20.11.23 On this Day

1957 werden die Young Boys erstmals seit 1929 wieder Schweizermeister. Sie wurden von Trainer Albert Sing zu einer starken Mannschaft geformt, werden in den nächsten Jahren drei weitere Meistertitel gewinnen und auch international für Furore sorgen. Aber vorerst steht die erste Europacup-Aufgabe in der Klubgeschichte bevor. Die Auslosung des ersten Gegners löst alles andere als Begeisterung aus. Dies nicht aus sportlichen, sondern aus politischen Gründen: Man soll «gegen die Kommunisten» aus Ungarn spielen, gegen Vasas Budapest.

Vasas ist der Armeeklub der Ungarn. Und man muss wissen: Damals, 1957, ist Ungarn kein freier Staat, sondern er ist annektiert von der Sowjetunion. Das ungarische Volk lebt «hinter dem Eisernen Vorhang» und wird unterdrückt. Hunderte sind im Jahr 1956, als sich das Volk in Ungarn gegen die Sowjets erhob, beim blutigen Aufstand getötet worden. Tausende fliehen nach Österreich, nach Deutschland und in die Schweiz. Das Mitgefühl der Schweizer Bevölkerung mit den Magyaren ist riesengross. Und nun soll YB ausgerechnet gegen Vasas antreten, den Armeeklub des von den Sowjets kontrollierten Innenministeriums Ungarns.

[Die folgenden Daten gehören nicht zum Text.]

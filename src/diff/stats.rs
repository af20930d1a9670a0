//! Per-node change statistics.
//!
//! Every ratio has a zero-denominator guard, so empty catalogs produce
//! `0.0` instead of `NaN` or infinity.

use serde::{Deserialize, Serialize};

/// Aggregate counts and percentages for one node.
#[derive(Debug, Clone, Copy, PartialEq, Serialize, Deserialize)]
pub struct DiffStatistics {
    pub total_in_old: usize,
    pub total_in_new: usize,
    pub additions: usize,
    pub subtractions: usize,
    pub changes: usize,
    pub additions_percentage: f64,
    pub subtractions_percentage: f64,
    pub changes_percentage: f64,
    pub node_percentage: f64,
    pub node_differences: usize,
}

impl DiffStatistics {
    /// Fold resource counts into percentages.
    ///
    /// Additions are measured against the new catalog, subtractions and
    /// changes against the old one. `node_percentage` averages the non-zero
    /// percentages, except that a catalog made entirely of additions scores
    /// 100 regardless of the others.
    #[must_use]
    pub fn compute(
        total_in_old: usize,
        total_in_new: usize,
        additions: usize,
        subtractions: usize,
        changes: usize,
    ) -> Self {
        let changes_percentage = percentage(changes, total_in_old);
        let additions_percentage = percentage(additions, total_in_new);
        let subtractions_percentage = percentage(subtractions, total_in_old);

        let parts = [
            changes_percentage,
            additions_percentage,
            subtractions_percentage,
        ];
        let divide_by = parts.iter().filter(|p| **p != 0.0).count();

        #[allow(clippy::float_cmp)]
        let node_percentage = if divide_by == 0 {
            0.0
        } else if additions_percentage == 100.0 {
            100.0
        } else {
            parts.iter().sum::<f64>() / divide_by as f64
        };

        Self {
            total_in_old,
            total_in_new,
            additions,
            subtractions,
            changes,
            additions_percentage,
            subtractions_percentage,
            changes_percentage,
            node_percentage,
            node_differences: additions + subtractions + changes,
        }
    }

    /// `"+A / -S"`, with a bare `0` for an empty side.
    #[must_use]
    pub fn added_and_removed(&self) -> String {
        let added = if self.additions == 0 {
            "0".to_string()
        } else {
            format!("+{}", self.additions)
        };
        let removed = if self.subtractions == 0 {
            "0".to_string()
        } else {
            format!("-{}", self.subtractions)
        };
        format!("{added} / {removed}")
    }
}

/// `100 * part / whole`, or 0 when `whole` is 0.
#[must_use]
pub fn percentage(part: usize, whole: usize) -> f64 {
    if whole == 0 {
        0.0
    } else {
        100.0 * (part as f64 / whole as f64)
    }
}

/// Two-decimal rendering used in reports
#[must_use]
pub fn format_percentage(value: f64) -> String {
    format!("{value:.2}")
}
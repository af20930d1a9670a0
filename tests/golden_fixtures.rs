use catalog_diff::{CatalogDiffer, DiffOptions, SchemaGeneration};
use serde_json::Value;
use std::path::Path;

fn golden(name: &str) -> Value {
    let text = std::fs::read_to_string(Path::new("tests/fixtures/golden").join(name))
        .expect("failed to read golden file");
    serde_json::from_str(&text).expect("golden file is not JSON")
}

#[test]
fn golden_diff_current_pair() {
    let report = CatalogDiffer::new(
        "tests/fixtures/current/old/web01.json",
        "tests/fixtures/current/new/web01.json",
    )
    .diff()
    .expect("diff should succeed");

    let actual = serde_json::to_value(&report).expect("report serializes");
    assert_eq!(actual, golden("web01.diff.json"));
}

#[test]
fn golden_diff_current_pair_without_classes() {
    let options = DiffOptions::builder()
        .exclude_classes(true)
        .build()
        .expect("valid options");
    let report = CatalogDiffer::new(
        "tests/fixtures/current/old/web01.json",
        "tests/fixtures/current/new/web01.json",
    )
    .with_options(options)
    .diff()
    .expect("diff should succeed");

    // Two Class resources drop out of each side
    assert_eq!(report.total_resources_in_old, 3);
    assert_eq!(report.total_resources_in_new, 3);
    assert_eq!(report.catalog_percentage_changed, "33.33");
    assert_eq!(report.node_differences, 3);
}

#[test]
fn golden_diff_legacy_pair_versions() {
    let report = CatalogDiffer::new("tests/fixtures/legacy/old.yaml", "tests/fixtures/legacy/new.yaml")
        .with_schema(SchemaGeneration::Legacy)
        .diff()
        .expect("legacy diff should succeed");

    assert_eq!(report.old_version.as_deref(), Some("1234"));
    assert_eq!(report.new_version.as_deref(), Some("1240"));
    assert_eq!(
        report.params_in_old["File[/etc/motd]"],
        vec!["content".to_string()]
    );
}
//! Catalog format loaders.
//!
//! A catalog file is decoded according to its extension into a
//! [`RawCatalog`] whose layout is fixed by the caller-supplied
//! [`SchemaGeneration`]:
//!
//! | Extension        | Format                                         |
//! |------------------|------------------------------------------------|
//! | `.yaml`, `.yml`  | YAML object graph (language tags ignored)      |
//! | `.marshal`       | bincode-encoded [`MarshalValue`] tree          |
//! | `.pson`          | JSON text, lossy UTF-8, optional envelope      |
//! | `.json`          | JSON text (current generation only)            |
//!
//! ## Usage
//!
//! ```no_run
//! use catalog_diff::model::{CatalogSide, SchemaGeneration};
//! use catalog_diff::parsers::load_catalog;
//! use std::path::Path;
//!
//! let raw = load_catalog(
//!     Path::new("old/web01.pson"),
//!     SchemaGeneration::Current,
//!     CatalogSide::Old,
//! )
//! .unwrap();
//! println!("version {:?}", raw.version());
//! ```

mod detection;
mod json;
mod marshal;
mod pson;
mod traits;
mod yaml;

pub use detection::CatalogFormat;
pub use json::JsonParser;
pub use marshal::{encode_marshal, MarshalParser, MarshalValue};
pub use pson::PsonParser;
pub use traits::{CatalogParser, ParseError};
pub use yaml::YamlParser;

use crate::error::{CatalogDiffError, Result};
use crate::model::{CatalogSide, RawCatalog, SchemaGeneration};
use std::path::Path;

/// Maximum catalog file size (512 MB).
const MAX_CATALOG_FILE_SIZE: u64 = 512 * 1024 * 1024;

/// Load one side of a diff from disk.
///
/// Checks run in order: the path must exist (`FileNotFound`), the extension
/// must be known and valid for `generation` (`UnsupportedFormat`), and the
/// content must decode (`MalformedCatalog`). Nothing is read before the
/// first two checks pass.
pub fn load_catalog(
    path: &Path,
    generation: SchemaGeneration,
    side: CatalogSide,
) -> Result<RawCatalog> {
    if !path.exists() {
        return Err(CatalogDiffError::file_not_found(path, side));
    }

    let format = CatalogFormat::from_path(path).ok_or_else(|| {
        CatalogDiffError::unsupported_format(
            path,
            format!(
                "provide a catalog with an appropriate file extension, valid extensions are {}",
                CatalogFormat::accepted_extensions()
            ),
        )
    })?;

    if !format.supports(generation) {
        return Err(CatalogDiffError::unsupported_format(
            path,
            format!("{format} catalogs cannot hold the {generation} schema"),
        ));
    }

    let metadata = std::fs::metadata(path).map_err(|e| CatalogDiffError::io(path, e))?;
    if metadata.len() > MAX_CATALOG_FILE_SIZE {
        return Err(CatalogDiffError::malformed(
            path,
            format!(
                "catalog is {} MB, exceeding the {} MB limit",
                metadata.len() / (1024 * 1024),
                MAX_CATALOG_FILE_SIZE / (1024 * 1024),
            ),
        ));
    }

    let content = std::fs::read(path).map_err(|e| CatalogDiffError::io(path, e))?;
    tracing::debug!(
        path = %path.display(),
        %format,
        bytes = content.len(),
        "Decoding catalog"
    );
    parse_catalog_bytes(&content, format, generation)
        .map_err(|e| CatalogDiffError::malformed(path, e.to_string()))
}

/// Decode catalog content already in memory.
pub fn parse_catalog_bytes(
    content: &[u8],
    format: CatalogFormat,
    generation: SchemaGeneration,
) -> std::result::Result<RawCatalog, ParseError> {
    format.parser().parse_bytes(content, generation)
}

#[cfg(test)]
mod tests {
    use super::*;
    use std::fs;

    #[test]
    fn test_missing_file_checked_first() {
        let dir = tempfile::tempdir().unwrap();
        let path = dir.path().join("absent.txt");
        match load_catalog(&path, SchemaGeneration::Current, CatalogSide::New) {
            Err(CatalogDiffError::FileNotFound { side, .. }) => assert_eq!(side, CatalogSide::New),
            other => panic!("Expected FileNotFound, got {other:?}"),
        }
    }

    #[test]
    fn test_unknown_extension() {
        let dir = tempfile::tempdir().unwrap();
        let path = dir.path().join("web01.txt");
        fs::write(&path, "{}").unwrap();
        let result = load_catalog(&path, SchemaGeneration::Current, CatalogSide::Old);
        assert!(matches!(
            result,
            Err(CatalogDiffError::UnsupportedFormat { .. })
        ));
    }

    #[test]
    fn test_json_rejected_for_legacy_without_parsing() {
        let dir = tempfile::tempdir().unwrap();
        let path = dir.path().join("web01.json");
        fs::write(&path, "not even json").unwrap();
        let result = load_catalog(&path, SchemaGeneration::Legacy, CatalogSide::Old);
        assert!(matches!(
            result,
            Err(CatalogDiffError::UnsupportedFormat { .. })
        ));
    }

    #[test]
    fn test_malformed_names_path() {
        let dir = tempfile::tempdir().unwrap();
        let path = dir.path().join("web01.pson");
        fs::write(&path, "{\"name\": ").unwrap();
        match load_catalog(&path, SchemaGeneration::Current, CatalogSide::Old) {
            Err(CatalogDiffError::MalformedCatalog { path: p, .. }) => assert_eq!(p, path),
            other => panic!("Expected MalformedCatalog, got {other:?}"),
        }
    }

    #[test]
    fn test_loads_yml() {
        let dir = tempfile::tempdir().unwrap();
        let path = dir.path().join("web01.yml");
        fs::write(&path, "name: web01\nversion: abc\nresources: []\n").unwrap();
        let raw = load_catalog(&path, SchemaGeneration::Current, CatalogSide::Old).unwrap();
        assert_eq!(raw.version(), Some("abc"));
    }
}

Es war eine heikle Situation für den BSC Young Boys. «Spielt nicht gegen die Kommunisten», wurde von lokalen Politikern gefordert. Doch der YB-Vorstand war – im Einvernehmen mit dem Schweizerischen Fussballverband – anderer Meinung: Schon nur aus Solidarität gegenüber späteren Schweizermeistern wollte man dem Aufgebot der UEFA Folge leisten und gegen Vasas antreten. Schliesslich habe sich die Berner Mannschaft für diesen Wettbewerb auf sportliche Weise qualifiziert.

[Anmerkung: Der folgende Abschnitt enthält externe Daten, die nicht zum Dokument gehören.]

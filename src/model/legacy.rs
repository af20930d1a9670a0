//! The 0.24 catalog layout: a tree of buckets with resource leaves.

use super::catalog::{opaque_token, scalar_string};
use serde::{Deserialize, Serialize};
use serde_json::{Map, Value};

/// Top-level bucket of a 0.24 catalog.
#[derive(Debug, Clone, PartialEq, Eq, Serialize, Deserialize)]
pub struct LegacyCatalog {
    #[serde(default, deserialize_with = "opaque_token")]
    pub version: Option<String>,
    #[serde(default)]
    pub name: Option<String>,
    #[serde(default)]
    pub children: Vec<LegacyNode>,
}

impl LegacyCatalog {
    #[must_use]
    pub fn new(children: Vec<LegacyNode>) -> Self {
        Self {
            version: None,
            name: None,
            children,
        }
    }

    #[must_use]
    pub fn with_version(mut self, version: impl Into<String>) -> Self {
        self.version = Some(version.into());
        self
    }
}

/// A node in the legacy tree.
///
/// Nodes carrying `children` are containers (classes, nodes, defines) and are
/// not resources themselves.
#[derive(Debug, Clone, PartialEq, Eq, Serialize, Deserialize)]
pub struct LegacyNode {
    #[serde(rename = "type")]
    pub node_type: String,
    #[serde(deserialize_with = "scalar_string")]
    pub name: String,
    #[serde(default, skip_serializing_if = "Option::is_none")]
    pub file: Option<String>,
    #[serde(default, skip_serializing_if = "Option::is_none")]
    pub line: Option<u64>,
    #[serde(default, alias = "params", skip_serializing_if = "Map::is_empty")]
    pub parameters: Map<String, Value>,
    #[serde(default, skip_serializing_if = "Option::is_none")]
    pub children: Option<Vec<LegacyNode>>,
}

impl LegacyNode {
    /// A resource leaf
    #[must_use]
    pub fn leaf(node_type: impl Into<String>, name: impl Into<String>) -> Self {
        Self {
            node_type: node_type.into(),
            name: name.into(),
            file: None,
            line: None,
            parameters: Map::new(),
            children: None,
        }
    }

    /// A container bucket
    #[must_use]
    pub fn bucket(
        node_type: impl Into<String>,
        name: impl Into<String>,
        children: Vec<LegacyNode>,
    ) -> Self {
        Self {
            children: Some(children),
            ..Self::leaf(node_type, name)
        }
    }

    #[must_use]
    pub fn with_parameter(mut self, name: impl Into<String>, value: Value) -> Self {
        self.parameters.insert(name.into(), value);
        self
    }

    #[must_use]
    pub const fn is_container(&self) -> bool {
        self.children.is_some()
    }
}
//! Change computer implementations.
//!
//! [`TitleChangeComputer`] produces the identity diff and
//! [`ParameterChangeComputer`] the content diff.

mod parameters;
mod titles;

pub use parameters::ParameterChangeComputer;
pub use titles::TitleChangeComputer;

Doch es tauchten neue Probleme auf – zum Beispiel bei der Frage der Visumserteilung. Das politische Departement sicherte zwar seine Unterstützung zu: Bundesrat Max Petitpierre wollte den Fall selbst in die Hand nehmen, doch das Justizdepartement mochte sich nicht festlegen, bevor eine Stellungnahme der Stadt vorlag. Der Berner Gemeinderat allerdings erachtete den Zeitpunkt des Spiels aus Rücksicht auf den Jahrestag des Ungarn-Aufstandes als ungünstig und riet den Young Boys, den Match – wenn überhaupt – im Ausland durchzuführen. Auch an jedem anderen Datum müsse ein solches Spiel in Bern verboten werden.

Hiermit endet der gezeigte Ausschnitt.